Adbulla told reporters that the resumed air campaign would avoid facilities necessary to the receipt humanitarian aid. “They will keep places for aid to come. They will keep places safe like Sanaa airport, Hodeida seaport, Aden seaport. We will encourage and support any humanitarian aid to come in,” he said.

In fact, the Saudi coalition has repeatedly carried out air strikes on the civilian air strips in Sanaa and Hodeida as part of its efforts to enforce a no-fly zone since it began military operations in March. It has also enforced a punishing blockade of the country’s ports, which, taken together with the no-fly zone, has cut off Yemen’s normal supply of food, fuel and medical supplies. As a result, as many as 20 million people, approximately 80 percent of the population, are going hungry.

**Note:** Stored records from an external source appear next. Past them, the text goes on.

// src/lib.rs

pub mod config;
pub mod core;
pub mod errors;
pub mod navigator;
pub mod persistence;
pub mod rules;
pub mod translation;

pub use crate::config::EngineConfig;
pub use crate::core::engine::NamingEngine;
pub use crate::core::style::NamingStyle;
pub use crate::core::taxonomy::{Category, VariableType};
pub use crate::core::types::{CategoryGrid, NamingOption, ScoredName, Selection, TranslationCandidate};
pub use crate::errors::{NamingError, Result};
pub use crate::navigator::{NavigationSession, Screen};
pub use crate::rules::{RuleStore, ShortcutRule, ShortcutRules, SlotId};
// src/core/types.rs
use serde::{Deserialize, Serialize};
use std::collections::BTreeMap;

use crate::core::style::NamingStyle;
use crate::core::taxonomy::{Category, VariableType};

/// One phrase suggestion from the translation collaborator.
/// The order of a candidate list is the collaborator's own ranking.
#[derive(Debug, Clone, PartialEq, Serialize, Deserialize)]
pub struct TranslationCandidate {
    pub text: String,
    /// Clamped to [0, 1].
    pub confidence: f64,
    /// Which service or strategy produced the text.
    pub origin: String,
}

impl TranslationCandidate {
    pub fn new(text: impl Into<String>, confidence: f64, origin: impl Into<String>) -> Self {
        let confidence = if confidence.is_nan() { 0.0 } else { confidence.clamp(0.0, 1.0) };
        Self {
            text: text.into(),
            confidence,
            origin: origin.into(),
        }
    }
}

/// A fully decorated identifier together with the (style, type) pair that
/// produced it.
#[derive(Debug, Clone, PartialEq, Eq, Serialize, Deserialize)]
pub struct NamingOption {
    pub id: String,
    pub style: NamingStyle,
    #[serde(rename = "type")]
    pub var_type: VariableType,
    pub result: String,
    /// Short "type - style" label for menus.
    pub label: String,
    pub description: String,
    /// Quality score in [0, 100]; `None` when the result failed structural
    /// validation.
    pub score: Option<u8>,
}

impl NamingOption {
    pub fn is_valid(&self) -> bool {
        self.score.is_some()
    }
}

/// A plain style transform ranked by the scorer.
#[derive(Debug, Clone, PartialEq, Eq, Serialize, Deserialize)]
pub struct ScoredName {
    pub name: String,
    pub style: NamingStyle,
    pub score: u8,
}

/// Every (style, type) combination, grouped by the type's category.
#[derive(Debug, Clone, Default, PartialEq, Eq, Serialize, Deserialize)]
pub struct CategoryGrid {
    pub categories: BTreeMap<Category, Vec<NamingOption>>,
}

impl CategoryGrid {
    pub fn push(&mut self, option: NamingOption) {
        self.categories
            .entry(option.var_type.category())
            .or_default()
            .push(option);
    }

    /// Categories that have at least one option, in catalog order.
    pub fn category_names(&self) -> Vec<Category> {
        self.categories.keys().copied().collect()
    }

    pub fn options(&self, category: Category) -> &[NamingOption] {
        self.categories
            .get(&category)
            .map(Vec::as_slice)
            .unwrap_or(&[])
    }

    pub fn iter(&self) -> impl Iterator<Item = &NamingOption> {
        self.categories.values().flatten()
    }

    pub fn len(&self) -> usize {
        self.categories.values().map(Vec::len).sum()
    }

    pub fn is_empty(&self) -> bool {
        self.len() == 0
    }
}

/// What a completed session hands back to the caller for insertion.
#[derive(Debug, Clone, PartialEq, Eq)]
pub struct Selection {
    pub name: String,
    pub option: NamingOption,
}
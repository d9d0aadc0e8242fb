// File: src/core/predictor.rs
//! Heuristic ranking of variable types for a phrase.
//!
//! Rules are applied in a fixed order and each later rule prepends its
//! types, so the last rule to fire wins the top spot:
//!
//! 1. keyword substrings of the phrase (appended in table order)
//! 2. file-extension hints from the context
//! 3. long phrases lean towards plain variables
//! 4. literal prefixes/suffixes of the untouched phrase (`get…`, `…Count`)
//!
//! When nothing fires the prediction is `normal` alone.

use tracing::debug;

use crate::core::context::{ContextHint, SourceFamily};
use crate::core::taxonomy::VariableType;
use crate::core::tokenizer::{clean_text, tokenize};

struct SemanticRule {
    patterns: &'static [&'static str],
    types: &'static [VariableType],
}

const SEMANTIC_RULES: &[SemanticRule] = &[
    SemanticRule {
        patterns: &["count", "num", "total", "size", "length"],
        types: &[VariableType::Count, VariableType::Int],
    },
    SemanticRule {
        patterns: &["name", "title", "text", "content", "message"],
        types: &[VariableType::String],
    },
    SemanticRule {
        patterns: &["is", "has", "can", "should", "will", "enable", "visible"],
        types: &[VariableType::Bool],
    },
    SemanticRule {
        patterns: &["list", "array", "items", "collection"],
        types: &[VariableType::Array],
    },
    SemanticRule {
        patterns: &["ptr", "pointer", "ref", "reference"],
        types: &[VariableType::Pointer],
    },
    SemanticRule {
        patterns: &["handle", "handler", "fd", "descriptor"],
        types: &[VariableType::Handle],
    },
    SemanticRule {
        patterns: &["index", "idx", "position", "pos"],
        types: &[VariableType::Int],
    },
    SemanticRule {
        patterns: &["const", "constant", "max", "min", "default"],
        types: &[VariableType::Const],
    },
];

pub struct TypePredictor {
    limit: usize,
}

impl TypePredictor {
    pub fn new(limit: usize) -> Self {
        Self { limit }
    }

    /// Returns up to `limit` distinct types, most likely first. Never empty
    /// while `limit > 0`.
    pub fn predict(&self, text: &str, context: Option<&ContextHint>) -> Vec<VariableType> {
        let cleaned = clean_text(text);
        let lower = cleaned.to_lowercase();
        let mut predictions: Vec<VariableType> = Vec::new();

        for rule in SEMANTIC_RULES {
            if rule.patterns.iter().any(|p| lower.contains(p)) {
                predictions.extend_from_slice(rule.types);
            }
        }

        if let Some(hint) = context {
            if hint.is_c_family() {
                prepend(&mut predictions, &[VariableType::Member, VariableType::Pointer, VariableType::Static]);
            }
            match hint.family() {
                SourceFamily::Script => prepend(&mut predictions, &[VariableType::Normal, VariableType::Const]),
                SourceFamily::Python => prepend(&mut predictions, &[VariableType::Normal]),
                SourceFamily::Java => prepend(&mut predictions, &[VariableType::Member, VariableType::Static]),
                _ => {}
            }
            if hint.is_header() {
                prepend(&mut predictions, &[VariableType::Const, VariableType::Global]);
            }
        }

        if tokenize(&cleaned).len() > 2 {
            prepend(&mut predictions, &[VariableType::Normal]);
        }

        let literal = text.trim();
        if literal.starts_with("get") || literal.starts_with("set") {
            prepend(&mut predictions, &[VariableType::Function]);
        }
        if literal.ends_with("Count") || literal.ends_with("Size") {
            prepend(&mut predictions, &[VariableType::Count, VariableType::Int]);
        }
        if literal.ends_with("Flag") || literal.ends_with("State") {
            prepend(&mut predictions, &[VariableType::Bool]);
        }

        if predictions.is_empty() {
            predictions.push(VariableType::Normal);
        }

        let mut ranked: Vec<VariableType> = Vec::with_capacity(self.limit);
        for ty in predictions {
            if ranked.len() == self.limit {
                break;
            }
            if !ranked.contains(&ty) {
                ranked.push(ty);
            }
        }

        debug!("Predicted types for '{}': {:?}", text, ranked);
        ranked
    }

    /// The single most likely type.
    pub fn primary(&self, text: &str, context: Option<&ContextHint>) -> VariableType {
        self.predict(text, context)
            .first()
            .copied()
            .unwrap_or(VariableType::Normal)
    }
}

impl Default for TypePredictor {
    fn default() -> Self {
        Self::new(5)
    }
}

fn prepend(predictions: &mut Vec<VariableType>, types: &[VariableType]) {
    predictions.splice(0..0, types.iter().copied());
}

Coalition bombs have been dropped on residential neighborhoods, a dairy factory in Hodeida, a refugee camp in northern Yemen and a warehouse containing materials for distributing clean water. The Saudi regime has admitted to targeting hospitals and schools, in violation of international law, because they claim they are being used by the Houthis to store weapons and stage attacks. More than 30 schools have been wrecked by air strikes, while the fighting has kept more than 2 million children from attending class.

The brief cease-fire has done little to ease the increasingly desperate conditions confronting millions of civilians in what was already one of the poorest countries in the Arab world. Residents of Saada and Aden reported that, in spite of the delivery of new aid into the country, the much-needed food and medical supplies had not been adequately distributed.

“There is still no fuel available and an extreme shortage of food,” Ghassan Salah, a resident of Aden told the Wall Street Journal. “Some families have received [aid], some haven’t. Government officials who are supposed to distribute it free sometimes sell it. Nothing has improved.”

Civilians have borne the brunt of the assault, accounting for more than half of those killed and wounded. The UN estimates that in less than two months at least 1,820 people have been killed and 7,330 wounded in air strikes and fighting on the ground. Additionally, the US-backed, Saudi-led war has already displaced more than half a million people.